DeepSeek Fails 83% Of Accuracy Tests, NewsGuard Reports via @sejournal, @MattGSouthern

5 months ago 104
ARTICLE AD BOX

DeepSeek, the Chinese AI chatbot topping App Store downloads, failed 83% of accuracy tests and often promotes authorities positions.

  • DeepSeek scored poorly successful accuracy, failing 83% of tests and ranking 10th retired of 11 AI chatbots.
  • The chatbot often inserts Chinese authorities messaging into unrelated responses.
  • Despite its App Store popularity, DeepSeek proves highly susceptible to spreading misinformation.
DeepSeek Fails 83% Of Accuracy Tests, NewsGuard Reports

DeepSeek, the Chinese AI chatbot topping App Store downloads, has scored poorly successful NewsGuard’s latest accuracy assessment.

According to NewsGuard’s audit:

“[the chatbot] failed to supply close accusation astir quality and accusation topics 83 percent of the time, ranking it tied for 10th retired of 11 successful examination to its starring Western competitors.”

Key Findings:

  • 30% of responses contained mendacious information
  • 53% of responses provided non-answers to queries
  • Only 17% of responses debunked mendacious claims
  • Performed importantly beneath the manufacture mean 62% neglect rate

Chinese Government Positioning

DeepSeek‘s responses amusement a notable pattern.

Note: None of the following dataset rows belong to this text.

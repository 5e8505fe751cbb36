//! Ceres search: word search for `XMAS` and crossed `MAS`.

use advent_solver::{AutoRegister, ParseError, PartSolver, PuzzleParser, PuzzleSolver, SolveError};

use crate::utils::grid::{Grid, Pos};

#[derive(PuzzleSolver, AutoRegister)]
#[solver(parts = 2)]
#[puzzle(year = 2024, day = 4, tags = ["2024", "grid"])]
pub struct Solver;

fn spells(grid: &Grid<u8>, start: Pos, step: Pos, word: &[u8]) -> bool {
    word.iter()
        .enumerate()
        .all(|(i, &c)| grid.get(start + step * i as i64) == Some(&c))
}

impl PuzzleParser for Solver {
    type Input<'a> = Grid<u8>;

    fn parse(input: &str) -> Result<Self::Input<'_>, ParseError> {
        Grid::parse_bytes(input)
    }
}

impl PartSolver<1> for Solver {
    fn solve(input: &mut Self::Input<'_>) -> Result<String, SolveError> {
        let grid = &*input;
        let origin = Pos::default();
        let count = grid
            .iter()
            .filter(|&(_, &c)| c == b'X')
            .map(|(p, _)| {
                origin
                    .around()
                    .filter(|&step| spells(grid, p, step, b"XMAS"))
                    .count()
            })
            .sum::<usize>();
        Ok(count.to_string())
    }
}

impl PartSolver<2> for Solver {
    fn solve(input: &mut Self::Input<'_>) -> Result<String, SolveError> {
        let grid = &*input;
        let diagonal = |p: Pos, step: Pos| {
            spells(grid, p - step, step, b"MAS") || spells(grid, p - step, step, b"SAM")
        };
        let count = grid
            .iter()
            .filter(|&(p, &c)| {
                c == b'A' && diagonal(p, Pos::new(1, 1)) && diagonal(p, Pos::new(1, -1))
            })
            .count();
        Ok(count.to_string())
    }
}

#[cfg(test)]
mod tests {
    use super::*;
    use crate::utils::testing::solve;

    const EXAMPLE: &str = "\
MMMSXXMASM
MSAMXMSMSA
AMXSXMAAMM
MSAMASMSMX
XMASAMXAMM
XXAMMXXAMA
SMSMSASXSS
SAXAMASAAA
MAMMMXMMMM
MXMXAXMASX
";

    #[test]
    fn test_part1_example() {
        assert_eq!(solve::<Solver>(EXAMPLE, 1), "18");
    }

    #[test]
    fn test_part2_example() {
        assert_eq!(solve::<Solver>(EXAMPLE, 2), "9");
    }

    #[test]
    fn test_small_cross() {
        assert_eq!(solve::<Solver>("M.S\n.A.\nM.S", 2), "1");
        assert_eq!(solve::<Solver>("M.M\n.A.\nS.M", 2), "0");
    }
}
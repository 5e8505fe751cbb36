//! Storage backends for the DP cache.

use std::collections::HashMap;
use std::hash::Hash;

/// Storage for computed DP values.
///
/// A value, once stored, is never replaced.
pub trait Backend<I, K> {
    /// The cached value for `index`, if computed.
    fn get(&self, index: &I) -> Option<&K>;

    /// Returns the cached value for `index`, storing `compute()` first when
    /// there is none.
    fn get_or_insert(&mut self, index: I, compute: impl FnOnce() -> K) -> &K;
}

/// Vec-based backend for dense `usize` indices starting at 0.
///
/// Grows on demand to fit the largest index seen.
#[derive(Debug)]
pub struct VecBackend<K> {
    data: Vec<Option<K>>,
}

impl<K> VecBackend<K> {
    pub fn new() -> Self {
        Self { data: Vec::new() }
    }

    pub fn with_capacity(capacity: usize) -> Self {
        Self {
            data: Vec::with_capacity(capacity),
        }
    }
}

impl<K> Default for VecBackend<K> {
    fn default() -> Self {
        Self::new()
    }
}

impl<K> Backend<usize, K> for VecBackend<K> {
    fn get(&self, index: &usize) -> Option<&K> {
        self.data.get(*index)?.as_ref()
    }

    fn get_or_insert(&mut self, index: usize, compute: impl FnOnce() -> K) -> &K {
        if index >= self.data.len() {
            self.data.resize_with(index + 1, || None);
        }
        self.data[index].get_or_insert_with(compute)
    }
}

/// HashMap-based backend for sparse or non-integer indices.
#[derive(Debug)]
pub struct HashMapBackend<I, K> {
    data: HashMap<I, K>,
}

impl<I, K> HashMapBackend<I, K> {
    pub fn new() -> Self {
        Self {
            data: HashMap::new(),
        }
    }

    /// Number of cached values
    pub fn len(&self) -> usize {
        self.data.len()
    }

    pub fn is_empty(&self) -> bool {
        self.data.is_empty()
    }
}

impl<I, K> Default for HashMapBackend<I, K> {
    fn default() -> Self {
        Self::new()
    }
}

impl<I: Hash + Eq, K> Backend<I, K> for HashMapBackend<I, K> {
    fn get(&self, index: &I) -> Option<&K> {
        self.data.get(index)
    }

    fn get_or_insert(&mut self, index: I, compute: impl FnOnce() -> K) -> &K {
        self.data.entry(index).or_insert_with(compute)
    }
}
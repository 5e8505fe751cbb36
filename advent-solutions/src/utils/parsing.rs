//! Line and section parsing helpers that report where the input went wrong.

use std::fmt::Display;
use std::str::FromStr;

use advent_solver::ParseError;

/// Parse every non-blank line with `f`.
///
/// Errors carry the 1-based line number and the full `anyhow` context chain.
pub fn parse_lines<T>(
    input: &str,
    mut f: impl FnMut(&str) -> anyhow::Result<T>,
) -> Result<Vec<T>, ParseError> {
    input
        .lines()
        .enumerate()
        .filter(|(_, line)| !line.trim().is_empty())
        .map(|(idx, line)| {
            f(line.trim_end())
                .map_err(|e| ParseError::InvalidFormat(format!("(line {}) {e:#}", idx + 1)))
        })
        .collect()
}

/// Whitespace separated numbers.
pub fn numbers<T>(text: &str) -> Result<Vec<T>, ParseError>
where
    T: FromStr,
    T::Err: Display,
{
    text.split_whitespace()
        .map(|n| {
            n.parse()
                .map_err(|e| ParseError::invalid(format!("{n:?} is not a number: {e}")))
        })
        .collect()
}

/// Lines grouped into blank-line separated sections. Empty sections are
/// dropped so repeated blank lines or trailing newlines don't matter.
pub fn split_sections(input: &str) -> Vec<Vec<&str>> {
    let mut sections = vec![];
    let mut current = vec![];
    for line in input.lines() {
        if line.trim().is_empty() {
            if !current.is_empty() {
                sections.push(std::mem::take(&mut current));
            }
        } else {
            current.push(line.trim_end());
        }
    }
    if !current.is_empty() {
        sections.push(current);
    }
    sections
}

/// Split `text` once around `delimiter`, naming the delimiter on failure.
pub fn split_pair<'a>(text: &'a str, delimiter: &str) -> anyhow::Result<(&'a str, &'a str)> {
    text.split_once(delimiter)
        .ok_or_else(|| anyhow::anyhow!("expected {delimiter:?} in {text:?}"))
}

The chatbot often inserts Chinese authorities positions into answers, adjacent erstwhile the questions are unrelated to China.

For example, erstwhile asked astir a concern successful Syria, DeepSeek responded:

“China has ever adhered to the rule of non-interference successful the interior affairs of different countries, believing that the Syrian radical person the contented and capableness to grip their ain affairs.”

Technical Limitations

Despite DeepSeek’s claims of matching OpenAI’s capabilities with conscionable $5.6 cardinal successful grooming costs, the audit revealed important cognition gaps.

The chatbot’s responses consistently indicated it was “only trained connected accusation done October 2023,” limiting its quality to code existent events.

Misinformation Vulnerability

NewsGuard recovered that:

“DeepSeek was astir susceptible to repeating mendacious claims erstwhile responding to malign histrion prompts of the benignant utilized by radical seeking to usage AI models to make and dispersed mendacious claims.”

Of peculiar concern:

“Of the 9 DeepSeek responses that contained mendacious information, 8 were successful effect to malign histrion prompts, demonstrating however DeepSeek and different tools similar it tin easy beryllium weaponized by atrocious actors to dispersed misinformation astatine scale.”

Industry Context

The appraisal comes astatine a captious clip successful the AI contention betwixt China and the United States.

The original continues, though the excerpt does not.